Sisters in and out of love.
Meghann Dontess is a high-powered matrimonial lawyer in Seattle who prefers sex with strangers to emotional intimacy: a strategy bound to backfire sooner or later, warns her tough-talking shrink. It’s advice Meghann decides to ignore, along with the memories of her difficult childhood, neglectful mother, and younger sister. Though she managed to reunite Claire with Sam Cavenaugh (her father but not Meghann’s) when her mother abandoned both girls long ago, Meghann still feels guilty that her sister’s life doesn’t measure up, at least on her terms.
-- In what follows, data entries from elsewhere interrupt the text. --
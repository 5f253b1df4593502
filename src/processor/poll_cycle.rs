//! One poll cycle: purge, fetch, filter, build, reconcile, notify, persist,
//! then retry undelivered records.

use anyhow::{bail, Context, Result};
use chrono::{DateTime, Utc};
use std::collections::HashSet;
use std::sync::Arc;
use tracing::{debug, error, info};

use super::area::AreaClassifier;
use super::document::{self, BuildError};
use crate::config::RetentionWindow;
use crate::db::WarningStore;
use crate::delivery::WarningDelivery;
use crate::feed::WarningFeed;
use crate::models::{RawWarning, WarningRecord};

/// Warnings of this type are meant for leisure boaters and are not forwarded.
pub const EXCLUDED_WARNING_TYPE: &str = "Navigational warnings for yachtsmen";

#[derive(Debug, Clone, Copy)]
pub struct CycleSettings {
    pub retention: RetentionWindow,
    /// Skip warnings whose document cannot be built instead of aborting the
    /// whole batch.
    pub skip_unbuildable: bool,
}

#[derive(Debug, Default, Clone, PartialEq)]
pub struct PollReport {
    pub fetched: usize,
    pub filtered_out: usize,
    pub new_ids: Vec<i64>,
    pub expired_ids: Vec<i64>,
    pub skipped_ids: Vec<i64>,
    pub failed_deliveries: Vec<i64>,
}

#[derive(Debug, Default, Clone, PartialEq)]
pub struct RetryReport {
    pub attempted: usize,
    pub still_failing: Vec<i64>,
}

#[derive(Debug, Default, Clone, PartialEq)]
pub struct CycleReport {
    pub purged: Option<u64>,
    pub poll: Option<PollReport>,
    pub retry: Option<RetryReport>,
}

/// Outcome of comparing the stored active set with the incoming snapshot.
#[derive(Debug, Default)]
pub struct Reconciliation {
    /// Candidates not seen before under their id.
    pub new_items: Vec<WarningRecord>,
    /// Active records whose id is no longer in the feed.
    pub disappeared: Vec<WarningRecord>,
}

/// `incoming_ids` covers every warning that survived filtering, including
/// ones whose document could not be built, so a build failure never expires
/// a warning that is still in the feed.
pub fn reconcile(
    old_active: Vec<WarningRecord>,
    previously_expired: &HashSet<i64>,
    incoming_ids: &HashSet<i64>,
    candidates: Vec<WarningRecord>,
) -> Reconciliation {
    let old_ids: HashSet<i64> = old_active.iter().map(|r| r.id).collect();
    let mut seen = HashSet::new();

    let new_items = candidates
        .into_iter()
        .filter(|c| !old_ids.contains(&c.id))
        .filter(|c| {
            let reappeared = previously_expired.contains(&c.id);
            if reappeared {
                debug!("Warning {} is already expired, not re-adding it", c.id);
            }
            !reappeared
        })
        .filter(|c| seen.insert(c.id))
        .collect();

    let disappeared = old_active
        .into_iter()
        .filter(|r| !incoming_ids.contains(&r.id))
        .collect();

    Reconciliation {
        new_items,
        disappeared,
    }
}

fn is_target_audience(warning: &RawWarning) -> bool {
    let excluded = warning.type_en.trim() == EXCLUDED_WARNING_TYPE;
    if excluded {
        debug!("Skipping warning {} with type '{}'", warning.id, EXCLUDED_WARNING_TYPE);
    }
    !excluded
}

pub struct PollCycle {
    store: Arc<dyn WarningStore>,
    feed: Arc<dyn WarningFeed>,
    /// `None` when downstream delivery is disabled.
    delivery: Option<Arc<dyn WarningDelivery>>,
    classifier: Arc<AreaClassifier>,
    settings: CycleSettings,
}

impl PollCycle {
    pub fn new(
        store: Arc<dyn WarningStore>,
        feed: Arc<dyn WarningFeed>,
        delivery: Option<Arc<dyn WarningDelivery>>,
        classifier: Arc<AreaClassifier>,
        settings: CycleSettings,
    ) -> Self {
        Self {
            store,
            feed,
            delivery,
            classifier,
            settings,
        }
    }

    /// Runs every step. A failing step is logged; the retry sweep runs even
    /// when polling failed.
    pub async fn run(&self, now: DateTime<Utc>) -> CycleReport {
        let purged = match self.purge_expired(now).await {
            Ok(n) => Some(n),
            Err(e) => {
                error!("Purging expired warnings failed: {:#}", e);
                None
            }
        };

        let poll = match self.poll_for_warnings(now).await {
            Ok(report) => Some(report),
            Err(e) => {
                error!("Polling nautical warnings failed, no changes were stored: {:#}", e);
                None
            }
        };

        let retry = match self.retry_failed_deliveries(now).await {
            Ok(report) => Some(report),
            Err(e) => {
                error!("Retrying failed deliveries failed: {:#}", e);
                None
            }
        };

        CycleReport {
            purged,
            poll,
            retry,
        }
    }

    pub async fn purge_expired(&self, now: DateTime<Utc>) -> Result<u64> {
        let cutoff = self.settings.retention.cutoff(now);
        info!("Deleting warnings expired before {}", cutoff);
        let deleted = self.store.delete_expired_before(cutoff).await?;
        if deleted > 0 {
            info!("Deleted {} expired warnings", deleted);
        }
        Ok(deleted)
    }

    pub async fn poll_for_warnings(&self, now: DateTime<Utc>) -> Result<PollReport> {
        info!("Polling for nautical warnings");

        // Both reads happen before any write of this cycle.
        let old_active = self.store.find_active().await?;
        let previously_expired: HashSet<i64> =
            self.store.find_expired_ids().await?.into_iter().collect();
        info!("Got {} active warnings from DB", old_active.len());

        let snapshot = self
            .feed
            .fetch_snapshot()
            .await
            .context("fetching nautical warnings feed")?;
        let fetched = snapshot.len();
        let warnings: Vec<RawWarning> = snapshot.into_iter().filter(is_target_audience).collect();
        let filtered_out = fetched - warnings.len();
        info!("Polled {} warnings from feed, {} after filtering", fetched, warnings.len());

        let incoming_ids: HashSet<i64> = warnings.iter().map(|w| w.id).collect();
        let built = warnings
            .iter()
            .map(|w| (w.id, self.build_candidate(w, now)))
            .collect();
        let (candidates, mut skipped_ids) = self.settle(built, "new")?;

        let reconciliation = reconcile(old_active, &previously_expired, &incoming_ids, candidates);
        if !reconciliation.new_items.is_empty() {
            info!(
                "Got {} new warnings that were not yet in database",
                reconciliation.new_items.len()
            );
        }

        let expired_built = reconciliation
            .disappeared
            .into_iter()
            .map(|r| (r.id, self.expire_record(r, now)))
            .collect();
        let (expired, skipped_expired) = self.settle(expired_built, "expired")?;
        skipped_ids.extend(skipped_expired);
        if !expired.is_empty() {
            info!(
                "Got {} warnings that no longer exist in the feed, marking them expired",
                expired.len()
            );
        }

        let new_ids: Vec<i64> = reconciliation.new_items.iter().map(|r| r.id).collect();
        let expired_ids: Vec<i64> = expired.iter().map(|r| r.id).collect();

        let changed: Vec<WarningRecord> = reconciliation.new_items.into_iter().chain(expired).collect();
        let changed = self.notify(changed, now).await;
        let failed_deliveries = match self.delivery {
            Some(_) => changed
                .iter()
                .filter(|r| r.delivery_time.is_none())
                .map(|r| r.id)
                .collect(),
            None => Vec::new(),
        };

        self.store.save_all(&changed, now).await?;

        log_changed("new", &new_ids);
        log_changed("expired", &expired_ids);

        Ok(PollReport {
            fetched,
            filtered_out,
            new_ids,
            expired_ids,
            skipped_ids,
            failed_deliveries,
        })
    }

    pub async fn retry_failed_deliveries(&self, now: DateTime<Utc>) -> Result<RetryReport> {
        if self.delivery.is_none() {
            return Ok(RetryReport::default());
        }

        let failed = self.store.find_undelivered().await?;
        if failed.is_empty() {
            return Ok(RetryReport::default());
        }

        info!("Retrying {} failed warning deliveries", failed.len());
        let attempted = failed.len();
        let retried = self.notify(failed, now).await;
        self.store.save_all(&retried, now).await?;

        let still_failing: Vec<i64> = retried
            .iter()
            .filter(|r| r.delivery_time.is_none())
            .map(|r| r.id)
            .collect();
        info!(
            "Retried {} deliveries, {} still failing",
            attempted,
            still_failing.len()
        );

        Ok(RetryReport {
            attempted,
            still_failing,
        })
    }

    fn build_candidate(&self, warning: &RawWarning, now: DateTime<Utc>) -> Result<WarningRecord, BuildError> {
        let area = self.classifier.classify(&warning.geometry);
        let document = document::build(warning, area, now)?;
        Ok(WarningRecord::new(warning.id, warning.payload.to_string(), document, now))
    }

    fn expire_record(&self, record: WarningRecord, now: DateTime<Utc>) -> Result<WarningRecord, BuildError> {
        let warning = RawWarning::from_stored(&record.raw_payload).map_err(|source| {
            BuildError::StoredPayload {
                id: record.id,
                source,
            }
        })?;
        let area = self.classifier.classify(&warning.geometry);
        let document = document::build_expired(&warning, area, record.created_time, now)?;
        Ok(record.expire(document, now))
    }

    /// Applies the build-failure policy to per-item results: abort the batch,
    /// or drop the failed items and report their ids.
    fn settle(
        &self,
        results: Vec<(i64, Result<WarningRecord, BuildError>)>,
        kind: &str,
    ) -> Result<(Vec<WarningRecord>, Vec<i64>)> {
        let mut built = Vec::with_capacity(results.len());
        let mut failed = Vec::new();
        for (id, result) in results {
            match result {
                Ok(record) => built.push(record),
                Err(e) => {
                    error!(warning_id = id, "Cannot build {} warning document: {}", kind, e);
                    failed.push(id);
                }
            }
        }

        if !failed.is_empty() && !self.settings.skip_unbuildable {
            bail!(
                "{} {} warning document(s) could not be built ({:?}), aborting batch",
                failed.len(),
                kind,
                failed
            );
        }
        Ok((built, failed))
    }

    /// Delivers each record in turn. Returns the records with their delivery
    /// outcome applied, unchanged when delivery is disabled.
    async fn notify(&self, records: Vec<WarningRecord>, now: DateTime<Utc>) -> Vec<WarningRecord> {
        let Some(delivery) = &self.delivery else {
            if !records.is_empty() {
                debug!("Delivery disabled, not notifying {} warnings", records.len());
            }
            return records;
        };

        let mut delivered = Vec::with_capacity(records.len());
        for record in records {
            let outcome = delivery.deliver(&record).await;
            delivered.push(record.after_delivery(outcome, now));
        }
        delivered
    }
}

fn log_changed(kind: &str, ids: &[i64]) {
    if ids.is_empty() {
        return;
    }
    let ids = ids.iter().map(|id| id.to_string()).collect::<Vec<_>>().join(",");
    info!("Processed {} warnings: {}", kind, ids);
}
Never married, Claire ekes out a living running a country campground with her dad and is raising her six-year-old daughter on her own. When she falls in love for the first time with an up-and-coming country musician, Meghann is appalled: Bobby Austin is a three-time loser at marriage—how on earth can Claire be so blind? Bobby’s blunt explanation doesn’t exactly satisfy the concerned big sister, who busies herself planning Claire’s dream wedding anyway. And, to relieve the stress, she beds various guys she picks up in bars, including Dr. Joe Wyatt, a neurosurgeon turned homeless drifter after the demise of his beloved wife Diane (whom he euthanized). When Claire’s awful headache turns out to be a kind of brain tumor known among neurologists as a “terminator,” Joe rallies. Turns out that Claire had befriended his wife on her deathbed, and now in turn he must try to save her. Is it too late? Will Meghann find true love at last?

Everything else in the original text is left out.